● **Problem requirements**
Which lines in the data contain the word "positive"? Please copy each of them.

[Opening Records for the exercise section]

use serde::{Deserialize, Serialize};
use std::str::FromStr;
use thiserror::Error;

/// Slide dimensions in CSS pixels.
///
/// Used both as the declared size of a rendered deck and as the browser
/// viewport when capturing raster output.
#[derive(Debug, Clone, Copy, PartialEq, Eq, Serialize, Deserialize)]
#[serde(rename_all = "camelCase")]
pub struct Viewport {
    pub width: u32,
    pub height: u32,
}

impl Default for Viewport {
    fn default() -> Self {
        Self::WIDESCREEN
    }
}

impl Viewport {
    /// The `16:9` preset.
    pub const WIDESCREEN: Viewport = Viewport {
        width: 1280,
        height: 720,
    };

    /// The `4:3` preset.
    pub const STANDARD: Viewport = Viewport {
        width: 960,
        height: 720,
    };

    /// Looks up a named aspect-ratio preset.
    pub fn preset(name: &str) -> Option<Viewport> {
        match name.trim() {
            "16:9" => Some(Self::WIDESCREEN),
            "4:3" => Some(Self::STANDARD),
            _ => None,
        }
    }
}

#[derive(Debug, Error)]
pub enum ViewportParseError {
    #[error("Invalid size format: expected WIDTHxHEIGHT (e.g., 1280x720) or a preset (16:9, 4:3)")]
    InvalidFormat,
    #[error("Invalid width: {0}")]
    InvalidWidth(String),
    #[error("Invalid height: {0}")]
    InvalidHeight(String),
    #[error("Width must be positive")]
    ZeroWidth,
    #[error("Height must be positive")]
    ZeroHeight,
}

impl FromStr for Viewport {
    type Err = ViewportParseError;

    fn from_str(s: &str) -> Result<Self, Self::Err> {
        if let Some(preset) = Viewport::preset(s) {
            return Ok(preset);
        }

        let parts: Vec<&str> = s.split('x').collect();
        if parts.len() != 2 {
            return Err(ViewportParseError::InvalidFormat);
        }

        let width: u32 = parts[0]
            .trim()
            .parse()
            .map_err(|_| ViewportParseError::InvalidWidth(parts[0].to_string()))?;

        let height: u32 = parts[1]
            .trim()
            .parse()
            .map_err(|_| ViewportParseError::InvalidHeight(parts[1].to_string()))?;

        if width == 0 {
            return Err(ViewportParseError::ZeroWidth);
        }
        if height == 0 {
            return Err(ViewportParseError::ZeroHeight);
        }

        Ok(Viewport { width, height })
    }
}

impl std::fmt::Display for Viewport {
    fn fmt(&self, f: &mut std::fmt::Formatter<'_>) -> std::fmt::Result {
        write!(f, "{}x{}", self.width, self.height)
    }
}

#[cfg(test)]
mod tests {
    use super::*;

    #[test]
    fn test_parse_valid() {
        let vp: Viewport = "1920x1080".parse().unwrap();
        assert_eq!(vp.width, 1920);
        assert_eq!(vp.height, 1080);
    }

    #[test]
    fn test_parse_presets() {
        assert_eq!("16:9".parse::<Viewport>().unwrap(), Viewport::WIDESCREEN);
        assert_eq!(" 4:3 ".parse::<Viewport>().unwrap(), Viewport::STANDARD);
        assert!(Viewport::preset("21:9").is_none());
    }

    #[test]
    fn test_parse_with_spaces() {
        let vp: Viewport = " 800 x 600 ".parse().unwrap();
        assert_eq!(vp.width, 800);
        assert_eq!(vp.height, 600);
    }

    #[test]
    fn test_parse_invalid_format() {
        assert!("1280".parse::<Viewport>().is_err());
        assert!("1280x720x600".parse::<Viewport>().is_err());
        assert!("x720".parse::<Viewport>().is_err());
    }

    #[test]
    fn test_parse_zero_dimensions() {
        assert!("0x720".parse::<Viewport>().is_err());
        assert!("1280x0".parse::<Viewport>().is_err());
    }

    #[test]
    fn test_default_is_widescreen() {
        let vp = Viewport::default();
        assert_eq!(vp.width, 1280);
        assert_eq!(vp.height, 720);
    }

    #[test]
    fn test_display() {
        assert_eq!(format!("{}", Viewport::STANDARD), "960x720");
    }
}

[Closing Records for the exercise section]

● **Response below**
    #[error("Width must be positive")]
    #[error("Height must be positive")]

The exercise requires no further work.